▶ What needs to be done: Check the records below line by line, and report how many lines include the string "point". No other words are needed.
===
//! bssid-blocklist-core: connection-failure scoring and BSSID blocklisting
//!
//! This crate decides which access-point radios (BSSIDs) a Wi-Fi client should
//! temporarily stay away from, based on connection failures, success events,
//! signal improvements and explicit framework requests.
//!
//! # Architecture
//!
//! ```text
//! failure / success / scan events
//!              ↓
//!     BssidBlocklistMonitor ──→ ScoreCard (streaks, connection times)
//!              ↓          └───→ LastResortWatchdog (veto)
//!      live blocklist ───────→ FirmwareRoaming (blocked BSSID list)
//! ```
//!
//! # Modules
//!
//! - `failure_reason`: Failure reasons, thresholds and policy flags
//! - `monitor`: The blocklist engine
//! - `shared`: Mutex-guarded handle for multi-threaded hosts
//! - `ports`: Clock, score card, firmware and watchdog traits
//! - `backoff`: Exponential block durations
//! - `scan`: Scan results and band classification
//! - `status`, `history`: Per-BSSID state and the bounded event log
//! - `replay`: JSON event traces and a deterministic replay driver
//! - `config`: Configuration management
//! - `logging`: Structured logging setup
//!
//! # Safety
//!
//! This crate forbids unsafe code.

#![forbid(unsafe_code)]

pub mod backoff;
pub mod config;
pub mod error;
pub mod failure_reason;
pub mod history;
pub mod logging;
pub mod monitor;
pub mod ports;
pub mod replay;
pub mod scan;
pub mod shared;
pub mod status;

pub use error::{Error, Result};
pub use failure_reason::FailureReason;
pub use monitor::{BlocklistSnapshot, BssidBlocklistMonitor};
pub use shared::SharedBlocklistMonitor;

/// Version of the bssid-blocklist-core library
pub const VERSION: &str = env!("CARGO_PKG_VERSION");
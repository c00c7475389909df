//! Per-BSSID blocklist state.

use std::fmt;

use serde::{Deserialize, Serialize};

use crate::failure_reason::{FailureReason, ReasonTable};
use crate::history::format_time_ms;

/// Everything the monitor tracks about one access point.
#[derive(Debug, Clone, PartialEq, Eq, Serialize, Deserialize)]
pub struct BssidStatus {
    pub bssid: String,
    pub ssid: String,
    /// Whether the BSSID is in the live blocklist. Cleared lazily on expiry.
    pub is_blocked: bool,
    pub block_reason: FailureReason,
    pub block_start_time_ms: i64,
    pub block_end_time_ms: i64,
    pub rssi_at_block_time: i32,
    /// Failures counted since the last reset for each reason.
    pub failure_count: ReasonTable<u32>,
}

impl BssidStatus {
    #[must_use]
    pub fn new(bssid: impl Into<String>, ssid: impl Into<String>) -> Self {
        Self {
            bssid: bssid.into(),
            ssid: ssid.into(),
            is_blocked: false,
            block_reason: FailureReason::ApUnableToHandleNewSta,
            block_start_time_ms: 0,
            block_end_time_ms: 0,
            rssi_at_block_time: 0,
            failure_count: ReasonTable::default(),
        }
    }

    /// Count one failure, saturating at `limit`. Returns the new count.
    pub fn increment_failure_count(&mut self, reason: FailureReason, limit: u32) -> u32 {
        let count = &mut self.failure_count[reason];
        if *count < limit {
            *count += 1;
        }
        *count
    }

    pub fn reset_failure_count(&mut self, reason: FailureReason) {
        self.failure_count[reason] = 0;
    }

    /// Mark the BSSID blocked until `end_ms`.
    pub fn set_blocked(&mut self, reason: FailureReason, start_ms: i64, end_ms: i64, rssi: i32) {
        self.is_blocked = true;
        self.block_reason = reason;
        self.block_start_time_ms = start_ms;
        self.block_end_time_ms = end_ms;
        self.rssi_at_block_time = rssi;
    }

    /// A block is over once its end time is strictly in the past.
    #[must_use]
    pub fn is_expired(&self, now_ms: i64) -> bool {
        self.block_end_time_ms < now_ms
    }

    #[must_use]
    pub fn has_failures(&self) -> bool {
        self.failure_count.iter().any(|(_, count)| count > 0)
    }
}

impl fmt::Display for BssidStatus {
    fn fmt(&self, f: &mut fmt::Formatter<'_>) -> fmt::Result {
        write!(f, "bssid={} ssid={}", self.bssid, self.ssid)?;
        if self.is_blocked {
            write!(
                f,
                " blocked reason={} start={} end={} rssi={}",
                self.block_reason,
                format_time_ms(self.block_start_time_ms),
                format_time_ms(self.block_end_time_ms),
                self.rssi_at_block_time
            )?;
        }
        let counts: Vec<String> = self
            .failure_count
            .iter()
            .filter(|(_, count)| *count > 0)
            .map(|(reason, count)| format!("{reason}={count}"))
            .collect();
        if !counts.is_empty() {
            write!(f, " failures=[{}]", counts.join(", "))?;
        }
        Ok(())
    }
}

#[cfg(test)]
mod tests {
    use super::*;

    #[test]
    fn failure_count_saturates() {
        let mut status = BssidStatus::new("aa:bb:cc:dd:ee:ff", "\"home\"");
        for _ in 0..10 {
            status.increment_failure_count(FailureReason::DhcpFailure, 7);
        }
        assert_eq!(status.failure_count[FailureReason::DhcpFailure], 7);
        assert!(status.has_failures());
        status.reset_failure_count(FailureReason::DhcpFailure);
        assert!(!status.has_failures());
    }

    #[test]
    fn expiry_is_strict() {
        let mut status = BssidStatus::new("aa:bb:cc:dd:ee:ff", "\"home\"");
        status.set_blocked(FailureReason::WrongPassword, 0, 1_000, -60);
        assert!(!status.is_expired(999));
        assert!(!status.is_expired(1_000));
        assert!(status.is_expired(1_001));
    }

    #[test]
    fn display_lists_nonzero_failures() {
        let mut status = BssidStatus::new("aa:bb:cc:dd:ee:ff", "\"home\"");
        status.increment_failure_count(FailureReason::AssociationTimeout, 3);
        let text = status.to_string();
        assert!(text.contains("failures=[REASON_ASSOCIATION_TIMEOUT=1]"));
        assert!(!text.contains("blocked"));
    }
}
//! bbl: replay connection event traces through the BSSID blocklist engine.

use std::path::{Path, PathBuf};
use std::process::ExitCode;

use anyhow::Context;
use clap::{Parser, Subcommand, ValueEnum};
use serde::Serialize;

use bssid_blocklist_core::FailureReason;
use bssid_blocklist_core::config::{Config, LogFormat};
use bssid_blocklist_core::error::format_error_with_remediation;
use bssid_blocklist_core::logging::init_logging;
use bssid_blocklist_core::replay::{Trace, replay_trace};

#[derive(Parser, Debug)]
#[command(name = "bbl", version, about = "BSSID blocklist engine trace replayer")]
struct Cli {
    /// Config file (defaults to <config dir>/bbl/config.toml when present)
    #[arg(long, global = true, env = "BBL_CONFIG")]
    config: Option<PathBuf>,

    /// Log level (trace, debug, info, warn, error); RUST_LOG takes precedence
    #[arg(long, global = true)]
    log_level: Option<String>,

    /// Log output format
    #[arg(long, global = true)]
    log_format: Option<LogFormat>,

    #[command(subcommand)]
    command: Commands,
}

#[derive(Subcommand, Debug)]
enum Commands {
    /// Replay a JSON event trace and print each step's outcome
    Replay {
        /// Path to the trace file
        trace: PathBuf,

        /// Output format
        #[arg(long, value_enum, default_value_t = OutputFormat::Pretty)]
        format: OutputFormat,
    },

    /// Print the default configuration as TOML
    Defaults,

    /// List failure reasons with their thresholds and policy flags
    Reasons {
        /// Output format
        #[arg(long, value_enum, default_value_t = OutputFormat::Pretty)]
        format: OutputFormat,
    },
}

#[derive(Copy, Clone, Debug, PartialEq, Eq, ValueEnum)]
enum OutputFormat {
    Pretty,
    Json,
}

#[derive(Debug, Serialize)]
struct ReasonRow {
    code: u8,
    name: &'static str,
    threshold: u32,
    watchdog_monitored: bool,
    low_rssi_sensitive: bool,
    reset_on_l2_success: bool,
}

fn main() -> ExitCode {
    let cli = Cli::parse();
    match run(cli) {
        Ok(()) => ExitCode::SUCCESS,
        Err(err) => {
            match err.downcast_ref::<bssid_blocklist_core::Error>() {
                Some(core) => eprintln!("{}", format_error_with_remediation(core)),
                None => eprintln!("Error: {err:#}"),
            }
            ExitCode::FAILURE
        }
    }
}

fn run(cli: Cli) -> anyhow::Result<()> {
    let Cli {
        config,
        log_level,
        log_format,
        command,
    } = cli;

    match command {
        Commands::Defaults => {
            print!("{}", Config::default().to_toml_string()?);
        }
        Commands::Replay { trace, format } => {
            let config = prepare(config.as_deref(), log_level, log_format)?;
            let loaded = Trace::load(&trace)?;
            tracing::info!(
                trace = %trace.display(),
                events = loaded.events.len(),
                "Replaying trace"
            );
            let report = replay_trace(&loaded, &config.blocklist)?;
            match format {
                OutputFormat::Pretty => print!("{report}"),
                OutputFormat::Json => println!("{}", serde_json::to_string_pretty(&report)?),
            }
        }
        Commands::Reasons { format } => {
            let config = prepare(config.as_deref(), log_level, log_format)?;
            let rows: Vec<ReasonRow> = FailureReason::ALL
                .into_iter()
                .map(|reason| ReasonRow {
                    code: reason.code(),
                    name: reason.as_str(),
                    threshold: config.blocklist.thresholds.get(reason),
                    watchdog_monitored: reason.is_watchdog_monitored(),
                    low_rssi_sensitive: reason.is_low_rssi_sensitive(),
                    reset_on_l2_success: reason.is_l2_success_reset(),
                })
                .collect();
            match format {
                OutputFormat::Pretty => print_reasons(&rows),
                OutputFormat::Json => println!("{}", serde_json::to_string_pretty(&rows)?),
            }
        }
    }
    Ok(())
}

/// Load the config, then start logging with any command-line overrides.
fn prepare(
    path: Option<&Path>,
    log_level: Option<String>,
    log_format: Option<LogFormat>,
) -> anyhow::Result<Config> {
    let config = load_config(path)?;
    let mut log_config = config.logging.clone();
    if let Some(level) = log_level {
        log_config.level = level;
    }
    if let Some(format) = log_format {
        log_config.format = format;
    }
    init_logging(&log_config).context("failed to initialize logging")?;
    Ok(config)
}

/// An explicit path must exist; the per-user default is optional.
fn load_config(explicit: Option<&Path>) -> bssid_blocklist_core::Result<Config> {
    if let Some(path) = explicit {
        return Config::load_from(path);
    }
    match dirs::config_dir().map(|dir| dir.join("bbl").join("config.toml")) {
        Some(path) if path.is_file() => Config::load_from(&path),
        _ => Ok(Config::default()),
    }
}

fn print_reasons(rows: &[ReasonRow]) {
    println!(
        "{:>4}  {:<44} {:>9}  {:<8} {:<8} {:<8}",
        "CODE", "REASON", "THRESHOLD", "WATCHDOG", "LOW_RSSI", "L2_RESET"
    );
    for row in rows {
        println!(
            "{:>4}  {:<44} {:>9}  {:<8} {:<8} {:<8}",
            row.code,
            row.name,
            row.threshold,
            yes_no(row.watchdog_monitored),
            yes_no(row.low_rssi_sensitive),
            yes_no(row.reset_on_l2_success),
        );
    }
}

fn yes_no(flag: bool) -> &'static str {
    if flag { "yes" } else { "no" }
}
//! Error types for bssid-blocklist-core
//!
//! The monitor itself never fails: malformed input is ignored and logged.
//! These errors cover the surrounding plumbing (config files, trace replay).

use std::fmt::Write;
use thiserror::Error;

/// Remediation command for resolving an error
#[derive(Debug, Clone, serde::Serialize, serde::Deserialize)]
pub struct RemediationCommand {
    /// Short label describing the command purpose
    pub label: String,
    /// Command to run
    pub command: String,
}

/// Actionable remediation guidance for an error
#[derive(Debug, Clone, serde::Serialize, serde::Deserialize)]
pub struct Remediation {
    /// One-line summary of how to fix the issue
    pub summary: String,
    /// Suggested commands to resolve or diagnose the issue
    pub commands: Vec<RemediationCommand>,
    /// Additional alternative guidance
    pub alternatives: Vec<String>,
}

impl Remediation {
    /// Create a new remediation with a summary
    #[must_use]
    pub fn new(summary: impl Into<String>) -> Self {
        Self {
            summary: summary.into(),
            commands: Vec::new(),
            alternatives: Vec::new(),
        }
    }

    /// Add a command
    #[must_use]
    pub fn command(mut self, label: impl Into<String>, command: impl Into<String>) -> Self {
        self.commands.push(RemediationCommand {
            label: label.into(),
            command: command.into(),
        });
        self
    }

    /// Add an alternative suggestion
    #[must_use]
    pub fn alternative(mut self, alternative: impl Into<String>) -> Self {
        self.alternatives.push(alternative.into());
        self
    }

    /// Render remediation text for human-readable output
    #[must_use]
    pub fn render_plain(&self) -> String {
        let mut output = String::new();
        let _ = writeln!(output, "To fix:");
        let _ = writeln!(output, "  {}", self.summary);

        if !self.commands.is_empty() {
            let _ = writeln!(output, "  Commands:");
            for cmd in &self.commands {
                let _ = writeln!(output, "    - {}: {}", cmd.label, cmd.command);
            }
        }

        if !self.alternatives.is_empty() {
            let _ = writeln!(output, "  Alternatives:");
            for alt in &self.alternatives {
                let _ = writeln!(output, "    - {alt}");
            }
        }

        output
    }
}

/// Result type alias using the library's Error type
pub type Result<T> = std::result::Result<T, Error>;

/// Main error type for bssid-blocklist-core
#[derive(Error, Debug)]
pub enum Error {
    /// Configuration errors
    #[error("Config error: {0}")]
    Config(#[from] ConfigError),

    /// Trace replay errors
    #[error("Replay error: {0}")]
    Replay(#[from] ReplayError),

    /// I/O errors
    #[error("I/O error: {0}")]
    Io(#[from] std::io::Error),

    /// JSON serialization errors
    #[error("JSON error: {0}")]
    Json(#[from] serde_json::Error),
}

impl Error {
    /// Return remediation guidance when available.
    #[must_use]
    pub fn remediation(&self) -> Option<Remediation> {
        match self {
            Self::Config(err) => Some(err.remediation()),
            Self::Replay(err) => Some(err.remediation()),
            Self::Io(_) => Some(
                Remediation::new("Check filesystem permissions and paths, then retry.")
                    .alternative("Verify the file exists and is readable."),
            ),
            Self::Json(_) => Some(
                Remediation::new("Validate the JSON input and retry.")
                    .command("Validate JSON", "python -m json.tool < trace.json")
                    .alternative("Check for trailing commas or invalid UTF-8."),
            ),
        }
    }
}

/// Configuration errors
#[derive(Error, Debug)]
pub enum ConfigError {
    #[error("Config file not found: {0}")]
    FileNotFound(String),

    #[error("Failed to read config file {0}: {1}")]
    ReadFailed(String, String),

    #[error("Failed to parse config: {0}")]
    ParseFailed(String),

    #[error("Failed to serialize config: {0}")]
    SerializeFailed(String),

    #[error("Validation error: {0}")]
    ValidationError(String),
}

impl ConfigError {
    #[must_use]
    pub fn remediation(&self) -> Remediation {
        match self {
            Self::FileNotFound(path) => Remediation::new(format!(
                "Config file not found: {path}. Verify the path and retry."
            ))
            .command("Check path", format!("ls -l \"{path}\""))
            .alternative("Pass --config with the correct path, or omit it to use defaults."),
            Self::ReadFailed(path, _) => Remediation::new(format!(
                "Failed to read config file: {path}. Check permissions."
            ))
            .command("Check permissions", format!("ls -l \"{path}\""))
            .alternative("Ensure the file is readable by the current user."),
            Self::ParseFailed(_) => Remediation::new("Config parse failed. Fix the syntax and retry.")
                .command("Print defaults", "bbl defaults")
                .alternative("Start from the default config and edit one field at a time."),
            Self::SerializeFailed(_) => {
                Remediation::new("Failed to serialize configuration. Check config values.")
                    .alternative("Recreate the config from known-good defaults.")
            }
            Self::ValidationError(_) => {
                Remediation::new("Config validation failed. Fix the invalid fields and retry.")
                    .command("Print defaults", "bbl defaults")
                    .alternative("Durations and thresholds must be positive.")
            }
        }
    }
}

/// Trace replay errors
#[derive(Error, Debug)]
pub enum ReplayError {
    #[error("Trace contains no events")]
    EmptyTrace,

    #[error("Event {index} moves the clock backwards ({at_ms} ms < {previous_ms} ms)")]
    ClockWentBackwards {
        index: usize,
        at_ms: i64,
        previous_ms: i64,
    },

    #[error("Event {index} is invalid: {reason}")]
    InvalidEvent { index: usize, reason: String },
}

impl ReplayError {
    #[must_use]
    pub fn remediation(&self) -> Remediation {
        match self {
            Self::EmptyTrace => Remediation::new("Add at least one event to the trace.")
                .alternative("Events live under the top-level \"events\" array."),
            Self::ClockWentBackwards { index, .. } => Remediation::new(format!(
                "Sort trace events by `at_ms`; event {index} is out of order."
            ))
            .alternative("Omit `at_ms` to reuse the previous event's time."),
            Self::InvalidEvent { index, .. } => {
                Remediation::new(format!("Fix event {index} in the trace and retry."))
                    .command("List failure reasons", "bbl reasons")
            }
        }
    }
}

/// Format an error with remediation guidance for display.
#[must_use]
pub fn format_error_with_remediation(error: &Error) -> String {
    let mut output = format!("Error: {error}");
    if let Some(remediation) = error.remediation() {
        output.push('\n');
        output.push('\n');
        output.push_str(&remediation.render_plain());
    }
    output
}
===
▶ Task response: 2